----- Supplied entries

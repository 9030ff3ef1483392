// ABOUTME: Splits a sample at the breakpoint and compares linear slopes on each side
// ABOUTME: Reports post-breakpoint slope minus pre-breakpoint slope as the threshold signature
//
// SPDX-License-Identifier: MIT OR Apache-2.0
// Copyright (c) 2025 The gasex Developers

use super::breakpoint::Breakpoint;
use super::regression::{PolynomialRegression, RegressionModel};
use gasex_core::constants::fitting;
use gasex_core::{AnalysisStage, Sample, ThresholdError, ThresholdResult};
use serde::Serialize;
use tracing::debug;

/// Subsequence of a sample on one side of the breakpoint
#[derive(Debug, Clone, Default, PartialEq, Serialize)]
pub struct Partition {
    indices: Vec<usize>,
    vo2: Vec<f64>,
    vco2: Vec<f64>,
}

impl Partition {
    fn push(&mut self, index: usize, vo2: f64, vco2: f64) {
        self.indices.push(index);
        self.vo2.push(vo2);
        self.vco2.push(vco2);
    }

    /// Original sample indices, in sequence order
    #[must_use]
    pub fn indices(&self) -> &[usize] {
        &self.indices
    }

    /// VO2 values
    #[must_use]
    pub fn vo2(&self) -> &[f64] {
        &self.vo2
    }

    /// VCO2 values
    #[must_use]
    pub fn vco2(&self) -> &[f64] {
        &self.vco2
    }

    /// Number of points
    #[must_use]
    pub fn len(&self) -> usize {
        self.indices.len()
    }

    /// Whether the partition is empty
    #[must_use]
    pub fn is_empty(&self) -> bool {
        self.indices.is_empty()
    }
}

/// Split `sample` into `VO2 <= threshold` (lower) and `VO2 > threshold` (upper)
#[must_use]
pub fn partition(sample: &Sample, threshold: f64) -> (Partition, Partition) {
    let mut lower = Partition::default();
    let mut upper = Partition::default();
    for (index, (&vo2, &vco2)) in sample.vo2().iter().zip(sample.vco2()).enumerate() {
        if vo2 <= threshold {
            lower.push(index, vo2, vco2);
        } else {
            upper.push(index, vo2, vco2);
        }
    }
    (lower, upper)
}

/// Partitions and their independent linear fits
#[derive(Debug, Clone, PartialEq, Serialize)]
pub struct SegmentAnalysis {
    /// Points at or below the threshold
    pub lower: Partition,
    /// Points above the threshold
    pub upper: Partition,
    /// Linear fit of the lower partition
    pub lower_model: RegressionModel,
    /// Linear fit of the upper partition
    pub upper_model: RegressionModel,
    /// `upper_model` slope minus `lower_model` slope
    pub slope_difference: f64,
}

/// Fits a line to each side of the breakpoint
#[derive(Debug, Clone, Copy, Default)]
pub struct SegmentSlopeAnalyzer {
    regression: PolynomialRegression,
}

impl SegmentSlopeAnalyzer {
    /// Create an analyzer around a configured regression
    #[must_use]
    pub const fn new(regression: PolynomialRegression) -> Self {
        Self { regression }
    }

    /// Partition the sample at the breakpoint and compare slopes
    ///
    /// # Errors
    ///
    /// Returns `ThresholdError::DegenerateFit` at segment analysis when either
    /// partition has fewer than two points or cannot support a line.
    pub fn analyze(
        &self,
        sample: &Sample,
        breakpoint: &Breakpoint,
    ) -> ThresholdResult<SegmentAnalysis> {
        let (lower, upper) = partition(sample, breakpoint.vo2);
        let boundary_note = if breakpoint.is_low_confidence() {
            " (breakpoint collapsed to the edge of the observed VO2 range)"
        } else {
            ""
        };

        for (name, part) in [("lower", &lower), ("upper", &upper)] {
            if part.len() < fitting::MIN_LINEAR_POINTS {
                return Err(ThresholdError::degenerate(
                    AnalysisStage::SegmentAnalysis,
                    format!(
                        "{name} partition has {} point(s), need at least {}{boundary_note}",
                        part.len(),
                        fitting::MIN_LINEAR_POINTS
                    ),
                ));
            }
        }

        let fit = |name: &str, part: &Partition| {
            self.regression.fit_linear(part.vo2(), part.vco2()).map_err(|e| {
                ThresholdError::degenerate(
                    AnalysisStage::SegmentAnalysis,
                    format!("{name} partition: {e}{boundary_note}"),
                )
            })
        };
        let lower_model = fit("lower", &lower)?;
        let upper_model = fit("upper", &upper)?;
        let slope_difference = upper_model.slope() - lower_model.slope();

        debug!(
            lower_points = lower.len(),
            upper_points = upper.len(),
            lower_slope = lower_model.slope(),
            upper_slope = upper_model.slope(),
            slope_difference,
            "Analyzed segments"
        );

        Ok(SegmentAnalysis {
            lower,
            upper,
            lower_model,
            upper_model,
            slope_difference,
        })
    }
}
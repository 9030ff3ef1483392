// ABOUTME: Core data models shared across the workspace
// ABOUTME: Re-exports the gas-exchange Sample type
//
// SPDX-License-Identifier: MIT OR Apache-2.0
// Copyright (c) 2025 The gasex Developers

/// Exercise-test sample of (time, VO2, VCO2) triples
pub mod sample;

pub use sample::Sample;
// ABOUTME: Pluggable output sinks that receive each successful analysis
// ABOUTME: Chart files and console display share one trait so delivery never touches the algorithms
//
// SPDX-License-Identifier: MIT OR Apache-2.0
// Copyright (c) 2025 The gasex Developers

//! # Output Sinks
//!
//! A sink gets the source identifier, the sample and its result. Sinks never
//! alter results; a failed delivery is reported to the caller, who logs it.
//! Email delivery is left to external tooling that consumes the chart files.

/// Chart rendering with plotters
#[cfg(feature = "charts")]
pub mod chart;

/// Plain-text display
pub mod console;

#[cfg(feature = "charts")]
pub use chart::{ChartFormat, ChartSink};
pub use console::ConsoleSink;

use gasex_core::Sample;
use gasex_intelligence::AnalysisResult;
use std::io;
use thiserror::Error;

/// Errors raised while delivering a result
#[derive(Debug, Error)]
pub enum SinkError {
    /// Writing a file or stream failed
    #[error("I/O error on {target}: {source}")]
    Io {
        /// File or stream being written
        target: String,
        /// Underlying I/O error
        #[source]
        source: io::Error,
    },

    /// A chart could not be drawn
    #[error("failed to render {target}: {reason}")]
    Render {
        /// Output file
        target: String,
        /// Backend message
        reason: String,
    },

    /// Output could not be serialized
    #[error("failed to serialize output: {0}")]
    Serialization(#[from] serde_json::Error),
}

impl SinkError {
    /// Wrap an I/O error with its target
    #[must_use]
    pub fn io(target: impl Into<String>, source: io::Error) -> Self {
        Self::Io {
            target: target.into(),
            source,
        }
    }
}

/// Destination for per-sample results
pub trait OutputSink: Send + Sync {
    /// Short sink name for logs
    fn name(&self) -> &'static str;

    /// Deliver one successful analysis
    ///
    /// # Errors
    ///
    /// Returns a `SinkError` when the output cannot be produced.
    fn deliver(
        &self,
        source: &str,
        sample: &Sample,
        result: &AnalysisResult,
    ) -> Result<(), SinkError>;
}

----------

Problem details: With nothing added or dropped, write out every entry.

Task answer:
repository 9030ff3ef1483392
// ABOUTME: Splits a sample at the breakpoint and compares linear slopes on each side
// ABOUTME: Reports post-breakpoint slope minus pre-breakpoint slope as the threshold signature
//
// SPDX-License-Identifier: MIT OR Apache-2.0
// Copyright (c) 2025 The gasex Developers

use super::breakpoint::Breakpoint;
use super::regression::{PolynomialRegression, RegressionModel};
use gasex_core::constants::fitting;
use gasex_core::{AnalysisStage, Sample, ThresholdError, ThresholdResult};
use serde::Serialize;
use tracing::debug;

/// Subsequence of a sample on one side of the breakpoint
#[derive(Debug, Clone, Default, PartialEq, Serialize)]
pub struct Partition {
    indices: Vec<usize>,
    vo2: Vec<f64>,
    vco2: Vec<f64>,
}

impl Partition {
    fn push(&mut self, index: usize, vo2: f64, vco2: f64) {
        self.indices.push(index);
        self.vo2.push(vo2);
        self.vco2.push(vco2);
    }

    /// Original sample indices, in sequence order
    #[must_use]
    pub fn indices(&self) -> &[usize] {
        &self.indices
    }

    /// VO2 values
    #[must_use]
    pub fn vo2(&self) -> &[f64] {
        &self.vo2
    }

    /// VCO2 values
    #[must_use]
    pub fn vco2(&self) -> &[f64] {
        &self.vco2
    }

    /// Number of points
    #[must_use]
    pub fn len(&self) -> usize {
        self.indices.len()
    }

    /// Whether the partition is empty
    #[must_use]
    pub fn is_empty(&self) -> bool {
        self.indices.is_empty()
    }
}

/// Split `sample` into `VO2 <= threshold` (lower) and `VO2 > threshold` (upper)
#[must_use]
pub fn partition(sample: &Sample, threshold: f64) -> (Partition, Partition) {
    let mut lower = Partition::default();
    let mut upper = Partition::default();
    for (index, (&vo2, &vco2)) in sample.vo2().iter().zip(sample.vco2()).enumerate() {
        if vo2 <= threshold {
            lower.push(index, vo2, vco2);
        } else {
            upper.push(index, vo2, vco2);
        }
    }
    (lower, upper)
}

/// Partitions and their independent linear fits
#[derive(Debug, Clone, PartialEq, Serialize)]
pub struct SegmentAnalysis {
    /// Points at or below the threshold
    pub lower: Partition,
    /// Points above the threshold
    pub upper: Partition,
    /// Linear fit of the lower partition
    pub lower_model: RegressionModel,
    /// Linear fit of the upper partition
    pub upper_model: RegressionModel,
    /// `upper_model` slope minus `lower_model` slope
    pub slope_difference: f64,
}

/// Fits a line to each side of the breakpoint
#[derive(Debug, Clone, Copy, Default)]
pub struct SegmentSlopeAnalyzer {
    regression: PolynomialRegression,
}

impl SegmentSlopeAnalyzer {
    /// Create an analyzer around a configured regression
    #[must_use]
    pub const fn new(regression: PolynomialRegression) -> Self {
        Self { regression }
    }

    /// Partition the sample at the breakpoint and compare slopes
    ///
    /// # Errors
    ///
    /// Returns `ThresholdError::DegenerateFit` at segment analysis when either
    /// partition has fewer than two points or cannot support a line.
    pub fn analyze(
        &self,
        sample: &Sample,
        breakpoint: &Breakpoint,
    ) -> ThresholdResult<SegmentAnalysis> {
        let (lower, upper) = partition(sample, breakpoint.vo2);
        let boundary_note = if breakpoint.is_low_confidence() {
            " (breakpoint collapsed to the edge of the observed VO2 range)"
        } else {
            ""
        };

        for (name, part) in [("lower", &lower), ("upper", &upper)] {
            if part.len() < fitting::MIN_LINEAR_POINTS {
                return Err(ThresholdError::degenerate(
                    AnalysisStage::SegmentAnalysis,
                    format!(
                        "{name} partition has {} point(s), need at least {}{boundary_note}",
                        part.len(),
                        fitting::MIN_LINEAR_POINTS
                    ),
                ));
            }
        }

        let fit = |name: &str, part: &Partition| {
            self.regression.fit_linear(part.vo2(), part.vco2()).map_err(|e| {
                ThresholdError::degenerate(
                    AnalysisStage::SegmentAnalysis,
                    format!("{name} partition: {e}{boundary_note}"),
                )
            })
        };
        let lower_model = fit("lower", &lower)?;
        let upper_model = fit("upper", &upper)?;
        let slope_difference = upper_model.slope() - lower_model.slope();

        debug!(
            lower_points = lower.len(),
            upper_points = upper.len(),
            lower_slope = lower_model.slope(),
            upper_slope = upper_model.slope(),
            slope_difference,
            "Analyzed segments"
        );

        Ok(SegmentAnalysis {
            lower,
            upper,
            lower_model,
            upper_model,
            slope_difference,
        })
    }
}
repository 9030ff3ef1483392
// ABOUTME: Core data models shared across the workspace
// ABOUTME: Re-exports the gas-exchange Sample type
//
// SPDX-License-Identifier: MIT OR Apache-2.0
// Copyright (c) 2025 The gasex Developers

/// Exercise-test sample of (time, VO2, VCO2) triples
pub mod sample;

pub use sample::Sample;
// ABOUTME: Pluggable output sinks that receive each successful analysis
// ABOUTME: Chart files and console display share one trait so delivery never touches the algorithms
//
// SPDX-License-Identifier: MIT OR Apache-2.0
// Copyright (c) 2025 The gasex Developers

//! # Output Sinks
//!
//! A sink gets the source identifier, the sample and its result. Sinks never
//! alter results; a failed delivery is reported to the caller, who logs it.
//! Email delivery is left to external tooling that consumes the chart files.

/// Chart rendering with plotters
#[cfg(feature = "charts")]
pub mod chart;

/// Plain-text display
pub mod console;

#[cfg(feature = "charts")]
pub use chart::{ChartFormat, ChartSink};
pub use console::ConsoleSink;

use gasex_core::Sample;
use gasex_intelligence::AnalysisResult;
use std::io;
use thiserror::Error;

/// Errors raised while delivering a result
#[derive(Debug, Error)]
pub enum SinkError {
    /// Writing a file or stream failed
    #[error("I/O error on {target}: {source}")]
    Io {
        /// File or stream being written
        target: String,
        /// Underlying I/O error
        #[source]
        source: io::Error,
    },

    /// A chart could not be drawn
    #[error("failed to render {target}: {reason}")]
    Render {
        /// Output file
        target: String,
        /// Backend message
        reason: String,
    },

    /// Output could not be serialized
    #[error("failed to serialize output: {0}")]
    Serialization(#[from] serde_json::Error),
}

impl SinkError {
    /// Wrap an I/O error with its target
    #[must_use]
    pub fn io(target: impl Into<String>, source: io::Error) -> Self {
        Self::Io {
            target: target.into(),
            source,
        }
    }
}

/// Destination for per-sample results
pub trait OutputSink: Send + Sync {
    /// Short sink name for logs
    fn name(&self) -> &'static str;

    /// Deliver one successful analysis
    ///
    /// # Errors
    ///
    /// Returns a `SinkError` when the output cannot be produced.
    fn deliver(
        &self,
        source: &str,
        sample: &Sample,
        result: &AnalysisResult,
    ) -> Result<(), SinkError>;
}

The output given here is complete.